ORIGINAL RESEARCH COMMUNICATION

Selected antioxidants and risk of hormone receptor–defined invasive breast cancers among postmenopausal women in the Women's Health Initiative Observational Study1,2,3

Yan Cui, James M Shikany, Simin Liu, Yasmeen Shagufta and Thomas E Rohan

1 From the Office of Health Assessment and Epidemiology, Los Angeles County Department of Public Health, Los Angeles, CA (YC); the Division of Preventive Medicine, University of Alabama at Birmingham, Birmingham, AL (JMS); the Department of Epidemiology, University of California at Los Angeles, Los Angeles, CA (SL); the Department of Obstetrics/Gynecology and Internal Medicine, University of California at Davis, Sacramento, CA (YS); the Department of Epidemiology and Population Health, Albert Einstein College of Medicine, Bronx, NY (TER)

Background: Few studies have evaluated carotenoids and vitamins C and E in association with the risk of breast cancers defined by estrogen receptor (ER) and progesterone receptor (PR) status.

Objective: We examined the associations between dietary and supplemental intakes of these nutrients and risk of breast cancers jointly defined by both ER and PR status among postmenopausal women.

Design: Our investigation was conducted in the Women's Health Initiative Observational Study. After following 84 805 women for an average of 7.6 y, 2879 incident invasive breast cancer cases had been ascertained, of whom 2509 had receptor data.
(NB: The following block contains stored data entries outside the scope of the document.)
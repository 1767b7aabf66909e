//! Reqwest-backed OMDb source adapter.
//!
//! This adapter owns transport details only: query-string construction, timeout
//! and HTTP error mapping, and JSON decoding into domain movie records. OMDb
//! signals logical misses inside a `200 OK` body, so status mapping and outcome
//! tagging are separate steps.

use std::time::Duration;

use async_trait::async_trait;
use reqwest::{Client, StatusCode, Url};

use super::dto::{LookupResponseDto, SearchResponseDto};
use crate::domain::movie::ImdbId;
use crate::domain::ports::{LookupOutcome, MovieSource, MovieSourceError, SearchOutcome};

/// OMDb source adapter that performs HTTP GET requests against one endpoint.
pub struct OmdbHttpSource {
    client: Client,
    endpoint: Url,
    api_key: String,
}

impl OmdbHttpSource {
    /// Build an adapter using a reqwest client with an explicit request timeout.
    ///
    /// # Errors
    ///
    /// Returns an error when the reqwest client cannot be constructed.
    pub fn new(
        endpoint: Url,
        api_key: impl Into<String>,
        timeout: Duration,
    ) -> Result<Self, reqwest::Error> {
        let client = Client::builder().timeout(timeout).build()?;
        Ok(Self {
            client,
            endpoint,
            api_key: api_key.into(),
        })
    }

    async fn fetch(&self, params: &[(&str, &str)]) -> Result<Vec<u8>, MovieSourceError> {
        let response = self
            .client
            .get(self.endpoint.clone())
            .query(&[("apikey", self.api_key.as_str())])
            .query(params)
            .header(reqwest::header::ACCEPT, "application/json")
            .send()
            .await
            .map_err(map_transport_error)?;

        let status = response.status();
        let body = response.bytes().await.map_err(map_transport_error)?;
        if !status.is_success() {
            return Err(map_status_error(status, body.as_ref()));
        }
        Ok(body.to_vec())
    }
}

#[async_trait]
impl MovieSource for OmdbHttpSource {
    async fn search(&self, query: &str) -> Result<SearchOutcome, MovieSourceError> {
        let body = self
            .fetch(&[("s", query), ("type", "movie"), ("page", "1")])
            .await?;
        parse_search(&body)
    }

    async fn find_by_id(&self, id: &ImdbId) -> Result<LookupOutcome, MovieSourceError> {
        let body = self.fetch(&[("i", id.as_str()), ("plot", "full")]).await?;
        parse_lookup(&body)
    }

    async fn find_by_title(&self, title: &str) -> Result<LookupOutcome, MovieSourceError> {
        let body = self.fetch(&[("t", title), ("type", "movie")]).await?;
        parse_lookup(&body)
    }
}

fn parse_search(body: &[u8]) -> Result<SearchOutcome, MovieSourceError> {
    let decoded: SearchResponseDto = serde_json::from_slice(body).map_err(|error| {
        MovieSourceError::decode(format!("invalid OMDb JSON payload: {error}"))
    })?;
    decoded.into_outcome().map_err(MovieSourceError::decode)
}

fn parse_lookup(body: &[u8]) -> Result<LookupOutcome, MovieSourceError> {
    let decoded: LookupResponseDto = serde_json::from_slice(body).map_err(|error| {
        MovieSourceError::decode(format!("invalid OMDb JSON payload: {error}"))
    })?;
    decoded.into_outcome().map_err(MovieSourceError::decode)
}

fn map_transport_error(error: reqwest::Error) -> MovieSourceError {
    if error.is_timeout() {
        MovieSourceError::timeout(error.to_string())
    } else {
        MovieSourceError::transport(error.to_string())
    }
}

fn map_status_error(status: StatusCode, body: &[u8]) -> MovieSourceError {
    let body_preview = body_preview(body);
    let message = if body_preview.is_empty() {
        format!("status {}", status.as_u16())
    } else {
        format!("status {}: {}", status.as_u16(), body_preview)
    };

    match status {
        StatusCode::TOO_MANY_REQUESTS => MovieSourceError::rate_limited(message),
        StatusCode::REQUEST_TIMEOUT | StatusCode::GATEWAY_TIMEOUT => {
            MovieSourceError::timeout(message)
        }
        _ if status.is_client_error() => MovieSourceError::invalid_request(message),
        _ => MovieSourceError::transport(message),
    }
}

fn body_preview(body: &[u8]) -> String {
    const PREVIEW_CHAR_LIMIT: usize = 160;

    let compact = String::from_utf8_lossy(body)
        .split_whitespace()
        .collect::<Vec<_>>()
        .join(" ");
    let preview = compact.chars().take(PREVIEW_CHAR_LIMIT).collect::<String>();
    if compact.chars().count() > PREVIEW_CHAR_LIMIT {
        format!("{preview}...")
    } else {
        preview
    }
}

#[cfg(test)]
mod tests {
    //! Regression coverage for non-network OMDb mapping helpers.

    use super::*;
    use rstest::rstest;

    #[rstest]
    #[case::rate_limited(StatusCode::TOO_MANY_REQUESTS, "RateLimited")]
    #[case::request_timeout(StatusCode::REQUEST_TIMEOUT, "Timeout")]
    #[case::gateway_timeout(StatusCode::GATEWAY_TIMEOUT, "Timeout")]
    #[case::unauthorised(StatusCode::UNAUTHORIZED, "InvalidRequest")]
    #[case::server_error(StatusCode::INTERNAL_SERVER_ERROR, "Transport")]
    fn maps_http_statuses_to_expected_domain_errors(
        #[case] status: StatusCode,
        #[case] expected: &str,
    ) {
        let error = map_status_error(status, b"{\"Error\":\"Request limit reached!\"}");
        let matched = match expected {
            "RateLimited" => matches!(error, MovieSourceError::RateLimited { .. }),
            "Timeout" => matches!(error, MovieSourceError::Timeout { .. }),
            "InvalidRequest" => matches!(error, MovieSourceError::InvalidRequest { .. }),
            "Transport" => matches!(error, MovieSourceError::Transport { .. }),
            other => panic!("unsupported test expectation: {other}"),
        };
        assert!(matched, "{status} should map to {expected}");
    }

    #[test]
    fn status_message_includes_a_compact_body_preview() {
        let error = map_status_error(
            StatusCode::UNAUTHORIZED,
            b"{\n  \"Error\": \"Invalid API key!\"\n}",
        );
        let MovieSourceError::InvalidRequest { message } = error else {
            panic!("401 should map to InvalidRequest");
        };
        assert_eq!(message, "status 401: { \"Error\": \"Invalid API key!\" }");
    }

    #[test]
    fn parses_search_hits_into_found_outcome() {
        let body = r#"{
            "Search": [
                {
                    "Title": "The Matrix",
                    "Year": "1999",
                    "imdbID": "tt0133093",
                    "Type": "movie",
                    "Poster": "https://example.invalid/matrix.jpg"
                },
                {
                    "Title": "The Matrix Reloaded",
                    "Year": "2003",
                    "imdbID": "tt0234215",
                    "Type": "movie",
                    "Poster": "N/A"
                }
            ],
            "totalResults": "2",
            "Response": "True"
        }"#;

        let outcome = parse_search(body.as_bytes()).expect("JSON should decode");
        let SearchOutcome::Found(movies) = outcome else {
            panic!("populated search should tag as Found");
        };
        assert_eq!(movies.len(), 2);
        assert_eq!(
            movies.first().map(|m| m.imdb_id.as_str()),
            Some("tt0133093")
        );
    }

    #[test]
    fn flagged_false_search_tags_as_no_match_with_upstream_message() {
        let body = r#"{"Response":"False","Error":"Movie not found!"}"#;

        let outcome = parse_search(body.as_bytes()).expect("JSON should decode");
        assert_eq!(
            outcome,
            SearchOutcome::NoMatch {
                message: Some("Movie not found!".to_owned()),
            }
        );
    }

    #[test]
    fn flagged_true_search_with_empty_results_tags_as_no_match() {
        let body = r#"{"Response":"True","Search":[]}"#;

        let outcome = parse_search(body.as_bytes()).expect("JSON should decode");
        assert_eq!(outcome, SearchOutcome::NoMatch { message: None });
    }

    #[test]
    fn parses_lookup_detail_with_full_plot_fields() {
        let body = r#"{
            "Title": "Inception",
            "Year": "2010",
            "Runtime": "148 min",
            "Genre": "Action, Adventure, Sci-Fi",
            "Director": "Christopher Nolan",
            "Actors": "Leonardo DiCaprio, Joseph Gordon-Levitt",
            "Plot": "A thief who steals corporate secrets...",
            "imdbRating": "8.8",
            "imdbID": "tt1375666",
            "Type": "movie",
            "Poster": "https://example.invalid/inception.jpg",
            "Response": "True"
        }"#;

        let outcome = parse_lookup(body.as_bytes()).expect("JSON should decode");
        let LookupOutcome::Found(movie) = outcome else {
            panic!("flagged-true lookup should tag as Found");
        };
        assert_eq!(movie.imdb_id.as_str(), "tt1375666");
        assert_eq!(movie.director.as_deref(), Some("Christopher Nolan"));
        assert_eq!(movie.runtime.as_deref(), Some("148 min"));
    }

    #[test]
    fn lookup_without_optional_detail_defaults_missing_catalogue_fields() {
        let body = r#"{
            "Title": "Obscure Short",
            "imdbID": "tt9999999",
            "Response": "True"
        }"#;

        let outcome = parse_lookup(body.as_bytes()).expect("JSON should decode");
        let LookupOutcome::Found(movie) = outcome else {
            panic!("flagged-true lookup should tag as Found");
        };
        assert_eq!(movie.year, "N/A");
        assert_eq!(movie.poster, "N/A");
        assert!(movie.plot.is_none());
    }

    #[test]
    fn rejects_records_missing_the_catalogue_id() {
        let body = r#"{"Title":"Nameless","Response":"True"}"#;

        let error = parse_lookup(body.as_bytes()).expect_err("decode should fail");
        assert!(
            matches!(error, MovieSourceError::Decode { .. }),
            "missing imdbID should map to Decode errors",
        );
    }

    #[test]
    fn rejects_non_json_payloads() {
        let error = parse_search(b"<html>upstream error</html>").expect_err("decode should fail");
        assert!(matches!(error, MovieSourceError::Decode { .. }));
    }
}
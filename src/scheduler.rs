//! Fixed-interval re-invocation of the configured jobs.
//!
//! The first cycle starts immediately, then one per `interval_secs`. Each
//! cycle runs on its own task. With `allow_overlap = false` a run lock is
//! taken before spawning; a tick that finds it held is skipped and logged.
//! With `allow_overlap = true` cycles may run concurrently and syncs of the
//! same artifact race, last write wins.
//!
//! A failed cycle is logged and counted; it never stops the loop. On
//! shutdown no new cycle starts and in-flight cycles are awaited.

use std::fmt::Display;
use std::future::Future;
use std::sync::atomic::{AtomicU64, Ordering};
use std::sync::Arc;
use std::time::Duration;

use anyhow::Result;
use async_trait::async_trait;
use tokio::sync::{watch, Mutex};
use tokio::task::JoinSet;
use tokio::time::{interval, MissedTickBehavior};

use crate::config::SchedulerConfig;
use crate::jobs::JobRunner;

/// One unit of scheduled work.
#[async_trait]
pub trait Cycle: Send + Sync + 'static {
    async fn run_cycle(&self) -> Result<()>;
}

#[async_trait]
impl Cycle for JobRunner {
    async fn run_cycle(&self) -> Result<()> {
        let cycle = self.run_all().await;
        for report in &cycle.reports {
            tracing::info!(job = %report.name, summary = %report.summary(), "job report");
        }
        if !cycle.is_ok() {
            let names: Vec<_> = cycle.failures.iter().map(|(n, _)| n.as_str()).collect();
            anyhow::bail!("{} job(s) failed: {}", names.len(), names.join(", "));
        }
        Ok(())
    }
}

#[derive(Debug, Default)]
pub struct SchedulerStats {
    pub started: AtomicU64,
    pub skipped: AtomicU64,
    pub failed: AtomicU64,
}

impl SchedulerStats {
    pub fn started(&self) -> u64 {
        self.started.load(Ordering::Relaxed)
    }
    pub fn skipped(&self) -> u64 {
        self.skipped.load(Ordering::Relaxed)
    }
    pub fn failed(&self) -> u64 {
        self.failed.load(Ordering::Relaxed)
    }
}

/// Flip `shutdown` to true once `signal` resolves.
///
/// If the signal listener fails, the error is logged and the sender is held
/// forever so the scheduler keeps running.
pub async fn shutdown_on<F, E>(signal: F, shutdown: watch::Sender<bool>)
where
    F: Future<Output = std::result::Result<(), E>>,
    E: Display,
{
    match signal.await {
        Ok(()) => {
            tracing::info!("Shutdown signal received");
            let _ = shutdown.send(true);
        }
        Err(e) => {
            tracing::error!(error = %e, "Cannot listen for shutdown signal; stop the process to exit");
            std::future::pending::<()>().await;
        }
    }
}

/// Run `cycle` every `config.interval_secs` until `shutdown` flips to true
/// or its sender is dropped.
pub async fn run_scheduler(
    cycle: Arc<dyn Cycle>,
    config: &SchedulerConfig,
    mut shutdown: watch::Receiver<bool>,
) -> Arc<SchedulerStats> {
    let stats = Arc::new(SchedulerStats::default());
    let run_lock = Arc::new(Mutex::new(()));
    let mut tasks = JoinSet::new();

    let mut ticker = interval(Duration::from_secs(config.interval_secs));
    ticker.set_missed_tick_behavior(MissedTickBehavior::Skip);

    tracing::info!(
        interval_secs = config.interval_secs,
        allow_overlap = config.allow_overlap,
        "scheduler started"
    );

    loop {
        tokio::select! {
            changed = shutdown.changed() => {
                if changed.is_err() || *shutdown.borrow() {
                    tracing::info!("scheduler shutting down");
                    break;
                }
            }

            _ = ticker.tick() => {
                let guard = if config.allow_overlap {
                    None
                } else {
                    match run_lock.clone().try_lock_owned() {
                        Ok(guard) => Some(guard),
                        Err(_) => {
                            stats.skipped.fetch_add(1, Ordering::Relaxed);
                            tracing::warn!("previous cycle still running, skipping tick");
                            continue;
                        }
                    }
                };

                let n = stats.started.fetch_add(1, Ordering::Relaxed) + 1;
                let cycle = cycle.clone();
                let stats = stats.clone();
                tasks.spawn(async move {
                    let _guard = guard;
                    tracing::info!(cycle = n, "cycle starting");
                    match cycle.run_cycle().await {
                        Ok(()) => tracing::info!(cycle = n, "cycle complete"),
                        Err(e) => {
                            stats.failed.fetch_add(1, Ordering::Relaxed);
                            tracing::error!(cycle = n, error = %format!("{:#}", e), "cycle failed");
                        }
                    }
                });
            }

            Some(joined) = tasks.join_next(), if !tasks.is_empty() => {
                if let Err(e) = joined {
                    stats.failed.fetch_add(1, Ordering::Relaxed);
                    tracing::error!(error = %e, "cycle task panicked");
                }
            }
        }
    }

    if !tasks.is_empty() {
        tracing::info!(in_flight = tasks.len(), "waiting for running cycle");
    }
    while let Some(joined) = tasks.join_next().await {
        if let Err(e) = joined {
            stats.failed.fetch_add(1, Ordering::Relaxed);
            tracing::error!(error = %e, "cycle task panicked");
        }
    }

    tracing::info!(
        started = stats.started(),
        skipped = stats.skipped(),
        failed = stats.failed(),
        "scheduler stopped"
    );
    stats
}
We used Cox proportional hazards models to assess the associations of interest.

Results: Dietary {alpha}-carotene (highest versus lowest quintile: RR = 0.83; 95% CL = 0.70, 0.99; P for trend = 0.019), β-carotene (highest versus lowest quintile: RR = 0.78; 95% CL = 0.66, 0.94; P for trend = 0.021), and lycopene (highest versus lowest quintile: RR = 0.85; 95% CL = 0.73, 1.00; P for trend = 0.064) were inversely associated with risk of ER+PR+breast cancer, but not with other breast cancer groups jointly defined by ER and PR status. Total or supplemental β-carotene and dietary intakes of lutein+zeaxanthin and β-cryptoxanthin were not associated with breast cancers defined by ER and PR status. Vitamin E (regardless of source) and dietary vitamin C were not associated with breast cancer. However, total and supplemental vitamin C intake had weak positive associations with breast cancer overall.

Conclusion: Dietary intake of certain carotenoids might be differentially associated with risk of invasive breast cancers jointly defined by ER and PR status among postmenopausal women.